In a three-piece blog series, we introduce you to our FAIR Data Station. In this first part, we explain how to get started with Data FAIRification – the easy way.
By the FAIR Data Platform / November 16, 2021
The ‘FAIR Guiding Principles for scientific data management and stewardship’ are built upon the use of machine-actionable metadata to find, access, interoperate, combine, and reuse data with minimal human intervention. The amount and level of detail of this metadata must be sufficient to allow for unambiguous interpretation of the associated data. To maximize the potential for reuse, Minimum information (MI) standards are used in the Life Sciences. MI standards consist of two parts.
- For each sample/assay and its associated data type there is a community-accepted checklist of (mandatory) reporting requirements.
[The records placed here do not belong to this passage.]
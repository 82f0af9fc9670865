use axum::{
    Extension,
    extract::{Path, State},
    http::StatusCode,
};
use cookbook_recipe::{
    RecipeDetail, RecipeFilter, RecipeInput, RecipePatch, RecipeSummary, parse_ids,
};
use serde::Deserialize;

use crate::{
    error::{ApiError, ApiJson, ApiQuery},
    middleware::Auth,
    routes::AppState,
};

#[derive(Debug, Default, Deserialize)]
pub struct ListQuery {
    /// Comma separated tag ids
    pub tags: Option<String>,
    /// Comma separated ingredient ids
    pub ingredients: Option<String>,
}

impl ListQuery {
    fn filter(&self) -> Result<RecipeFilter, ApiError> {
        let tags = match &self.tags {
            Some(value) => parse_ids("tags", value)?,
            None => vec![],
        };
        let ingredients = match &self.ingredients {
            Some(value) => parse_ids("ingredients", value)?,
            None => vec![],
        };

        Ok(RecipeFilter { tags, ingredients })
    }
}

/// GET /recipe/recipes/
#[tracing::instrument(skip(state, auth), fields(user_id = %auth.user_id))]
pub async fn list(
    State(state): State<AppState>,
    Extension(auth): Extension<Auth>,
    ApiQuery(query): ApiQuery<ListQuery>,
) -> Result<ApiJson<Vec<RecipeSummary>>, ApiError> {
    let recipes = state
        .recipe_command
        .list_recipes(&auth.user_id, query.filter()?)
        .await?;

    Ok(ApiJson(recipes))
}

/// POST /recipe/recipes/
#[tracing::instrument(skip(state, auth, input), fields(user_id = %auth.user_id))]
pub async fn create(
    State(state): State<AppState>,
    Extension(auth): Extension<Auth>,
    ApiJson(input): ApiJson<RecipeInput>,
) -> Result<(StatusCode, ApiJson<RecipeSummary>), ApiError> {
    let recipe = state
        .recipe_command
        .create_recipe(&auth.user_id, input)
        .await?;

    Ok((StatusCode::CREATED, ApiJson(recipe)))
}

/// GET /recipe/recipes/{id}/
#[tracing::instrument(skip(state, auth), fields(user_id = %auth.user_id))]
pub async fn detail(
    State(state): State<AppState>,
    Extension(auth): Extension<Auth>,
    Path(id): Path<i64>,
) -> Result<ApiJson<RecipeDetail>, ApiError> {
    let recipe = state.recipe_command.recipe_detail(&auth.user_id, id).await?;

    Ok(ApiJson(recipe))
}

/// PUT /recipe/recipes/{id}/ - every writable field is required
#[tracing::instrument(skip(state, auth, input), fields(user_id = %auth.user_id))]
pub async fn replace(
    State(state): State<AppState>,
    Extension(auth): Extension<Auth>,
    Path(id): Path<i64>,
    ApiJson(input): ApiJson<RecipeInput>,
) -> Result<ApiJson<RecipeSummary>, ApiError> {
    let recipe = state
        .recipe_command
        .update_recipe(&auth.user_id, id, RecipePatch::from(input))
        .await?;

    Ok(ApiJson(recipe))
}

/// PATCH /recipe/recipes/{id}/
#[tracing::instrument(skip(state, auth, patch), fields(user_id = %auth.user_id))]
pub async fn update(
    State(state): State<AppState>,
    Extension(auth): Extension<Auth>,
    Path(id): Path<i64>,
    ApiJson(patch): ApiJson<RecipePatch>,
) -> Result<ApiJson<RecipeSummary>, ApiError> {
    let recipe = state
        .recipe_command
        .update_recipe(&auth.user_id, id, patch)
        .await?;

    Ok(ApiJson(recipe))
}

/// DELETE /recipe/recipes/{id}/
#[tracing::instrument(skip(state, auth), fields(user_id = %auth.user_id))]
pub async fn delete(
    State(state): State<AppState>,
    Extension(auth): Extension<Auth>,
    Path(id): Path<i64>,
) -> Result<StatusCode, ApiError> {
    state.recipe_command.delete_recipe(&auth.user_id, id).await?;

    Ok(StatusCode::NO_CONTENT)
}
- To ensure metadata machine-actionability, such data should be reported in a community-accepted data format. For example, dates should be supplied in the ISO8601 format (YYYY-MM-DD)
The data life cycle
In UNLOCK, data management is tightly linked with metadata management. We work according to the FAIR-by-design principles, which implies that project metadata is added and continuously updated from the start. This is not only crucial to obtain reusable data objects, but also because we believe that adding metadata from the start helps to increase the quality and reproducibility of research. Figure 1 represents the data life cycle. Several steps such as experiment planning, sample collection, processing, and analysis typically require human involvement. It is therefore essential that the metadata associated with these steps can easily be captured and integrated with the research workflows. To this end, we have developed the FAIR Data Station, a metadata ingestion platform that helps the researcher to improve the quality and safeguards the machine-actionability of experiment metadata (Figure 2): Data FAIRification the easy way!
Data FAIRification: A three-step process
The FAIR Data Station guides researchers in metadata management in a simple three-step process.
1. Selection of the appropriate metadata standard(s) resulting in the generation of a template spreadsheet in standard Excel format with a machine-actionable header.
- This Excel sheet is used for registration of sample and assay metadata. Sample and metadata registration is done offline.
2. Validation of sample and assay metadata content (completeness and format) according to requirements of the selected MI-standard.
- For this check, the Excel file is uploaded to the FAIR-Data Station and automatically checked for inconsistencies.
3. Generation of FAIR machine-actionable metadata in the RDF data model.
- Accepted Excel files will automatically be converted in a Resource Description Framework (RDF) data model that can be queried using the SPARQL query language.
Mininum Information standards
The FAIR Data Station can be used with any MI-standard. By default, it is loaded with the Minimum Information about any (x) Sequence (MIxS) standard developed by the Genomic Standards Consortium (see this Nature Biotechnology paper for motivations). The latest version of these MIxS standards can be obtained here. As mentioned above, sample and assay registration is done offline using the preformatted Excel spreadsheet. This setup offers advantages over web-based methods when dealing with time series, when you have many samples or multiple assays and when your experiments involves multiple researchers. Note that the workflow (Figure 2) allows for routine intermediate validation of registered samples and assays.
Accessing the FAIR Data Station
You can access the FAIR Data Station via this link. First, the project context metadata (project information, experimental aim and setup) is collected using the web interface (Figure 3) and this metadata is converted in the Investigation/Study/Assay (ISA) data model. Next, the appropriate MI-standard is selected. A MI-standard often consists of a checklist of mandatory, conditional mandatory, environment-dependent and optional reporting requirements. Mandatory items are selected by default and cannot be deselected. Here the researcher selects the relevant optional reporting metadata requirements. After completion of the webform, a preformatted multi-sheet Excel file is generated each representing an ISA level. The Sample and Assay worksheets hold sample details and analytical measurement details, and have machine-actionable column headers representing the mandatory and user-selected optional elements. Note that for convenience free-text comment columns can be added to these worksheets.